Once underway, the run was surprisingly difficult. The 420 Games tagline is "Everything in moderation except sweat," and to that end organizers sadistically incorporated extra distance and hills to the course. Booths from the event's sponsors greeted runners after the finish line. Smaller operators were side by side with industry heavyweights like Kiva chocolates and Eaze, the self-proclaimed "Uber but for Weed," which recently received a huge and highly publicized investment from Snoop Dogg. Weedmaps was also out in force; depending on who you ask, Weedmaps is either the Yelp of Weed or the drug's monopolistic Standard Oil stand-in.The run sounds like a stereotypical "only in California" event, and to a certain extent it was just that. But, as with everything involving this drug and this state, the reality is more complicated than traditional media outlets care to acknowledge. Legal pot can claim the title to "fastest growing business in the US," with current revenues of over $3 billion annually. Now that operators have mastered the American ideal of ravenous capitalism, it makes perfect sense that they are expanding their legitimacy via the American ideal of individual athletic excellence.

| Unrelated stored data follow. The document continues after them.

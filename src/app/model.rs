//! Application model types: `App` and `PlaybackState`.
//!
//! The `App` struct holds the playlist, the list cursor, the volume
//! controller and a mirror of the device thread's session, refreshed once
//! per frame by the runtime.

use crate::audio::{SessionHandle, SessionInfo, SpectrumHandle};
use crate::playlist::{Playlist, Track};

use super::volume::VolumeControl;

/// The playback state of the application as mirrored from the device.
#[derive(Copy, Clone, Debug, Default, PartialEq, Eq)]
pub enum PlaybackState {
    /// Nothing loaded; the player pane is hidden.
    #[default]
    Idle,
    Playing,
    Paused,
}

/// The main application model.
pub struct App {
    pub playlist: Playlist,
    /// List cursor (which entry Enter would load). Independent of the
    /// playlist's "now loaded" marker.
    pub cursor: usize,
    pub playback: PlaybackState,
    pub volume: VolumeControl,
    /// Whether the player pane is shown. Follows the session's host-container
    /// signal: set on load, cleared after the dismiss fade finishes.
    pub player_visible: bool,

    pub session_handle: Option<SessionHandle>,
    pub spectrum_handle: Option<SpectrumHandle>,
    pub current_dir: Option<String>,
}

impl App {
    /// Create a new `App` with the provided list of `tracks`.
    pub fn new(tracks: Vec<Track>) -> Self {
        Self {
            playlist: Playlist::new(tracks),
            cursor: 0,
            playback: PlaybackState::Idle,
            volume: VolumeControl::new(1.0),
            player_visible: false,
            session_handle: None,
            spectrum_handle: None,
            current_dir: None,
        }
    }

    /// Attach the `SessionHandle` used to observe playback progress.
    pub fn set_session_handle(&mut self, h: SessionHandle) {
        self.session_handle = Some(h);
    }

    /// Attach the `SpectrumHandle` the visualizer reads each frame.
    pub fn set_spectrum_handle(&mut self, h: SpectrumHandle) {
        self.spectrum_handle = Some(h);
    }

    /// Record the current directory in the app state.
    pub fn set_current_dir(&mut self, dir: String) {
        self.current_dir = Some(dir);
    }

    /// Return true if the playlist contains any tracks.
    pub fn has_tracks(&self) -> bool {
        !self.playlist.is_empty()
    }

    /// Snapshot the shared session for this frame. Defaults when no handle is
    /// attached yet (startup) or the lock is poisoned.
    pub fn session_snapshot(&self) -> SessionInfo {
        self.session_handle
            .as_ref()
            .and_then(|h| h.lock().ok().map(|info| info.clone()))
            .unwrap_or_default()
    }

    /// Mirror a session snapshot into the UI-side state: playback state,
    /// player visibility and the single now-playing marker.
    pub fn apply_session(&mut self, info: &SessionInfo) {
        self.player_visible = info.visible;
        self.playback = if !info.visible {
            PlaybackState::Idle
        } else if info.playing {
            PlaybackState::Playing
        } else {
            PlaybackState::Paused
        };

        match info.index {
            Some(i) => self.playlist.select(i),
            None => self.playlist.clear_selection(),
        }
    }

    /// Move the list cursor down, wrapping at the end.
    pub fn cursor_next(&mut self) {
        let len = self.playlist.len();
        if len > 0 {
            self.cursor = (self.cursor + 1) % len;
        }
    }

    /// Move the list cursor up, wrapping at the start.
    pub fn cursor_prev(&mut self) {
        let len = self.playlist.len();
        if len > 0 {
            self.cursor = (self.cursor + len - 1) % len;
        }
    }

    pub fn cursor_first(&mut self) {
        self.cursor = 0;
    }

    pub fn cursor_last(&mut self) {
        self.cursor = self.playlist.len().saturating_sub(1);
    }
}
mod app;
mod audio;
mod config;
mod playlist;
mod runtime;
mod ui;

fn main() -> Result<(), Box<dyn std::error::Error>> {
    runtime::run()
}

The vibe at the 420 Games was downright Norman Rockwell-esque. Representatives from Eaze were on hand to encourage runners on the last quarter mile. A budtender from PureCure was one of the first women to finish. Employees from Harborside Medical, San Francisco's biggest dispensary, made friendly jokes about beating their Berkeley-based rivals at BPG. A MMA fighter crossed the finish line and immediately greeted his wife and stroller-bound child. It was as uplifting and communal and prosaic and unremarkable as any other race, anywhere else.
The only people disappointed with the run, in the end, appeared to be the members of the media on hand. They turned out for a wacky feature story and instead found themselves covering a slightly more reggae Race for the Cure. Bad luck for them, but encouraging for everyone else. A crushingly normal race signals, perhaps, that the forces of weed capitalism have fully embraced their role as the funders of a unique social movement. This run, with its diverse set of participants trying for personal bests, pushing strollers, or just being happy to finish, represents the future of legal weed: complete cultural assimilation.
As I crossed the finish line, I wasn't pondering the possible end to the drug war. I wasn't even feeling particularly high. It felt, more than anything, like any of the other races I've run. In other words, it was a very nice day to be outside with fellow awkward people in spandex.
McAlpine, the 420 Games organizer, seemed to have a similar experience. "The right people showed up," he said in an email. "Everyone understood the mission. It was an athletic event that had a cause, not a cannabis event."
It's a humble thing, organizing a race whose sole purpose is to seem like other races, but the sheer ordinariness of the 420 Games is perhaps its greatest achievement.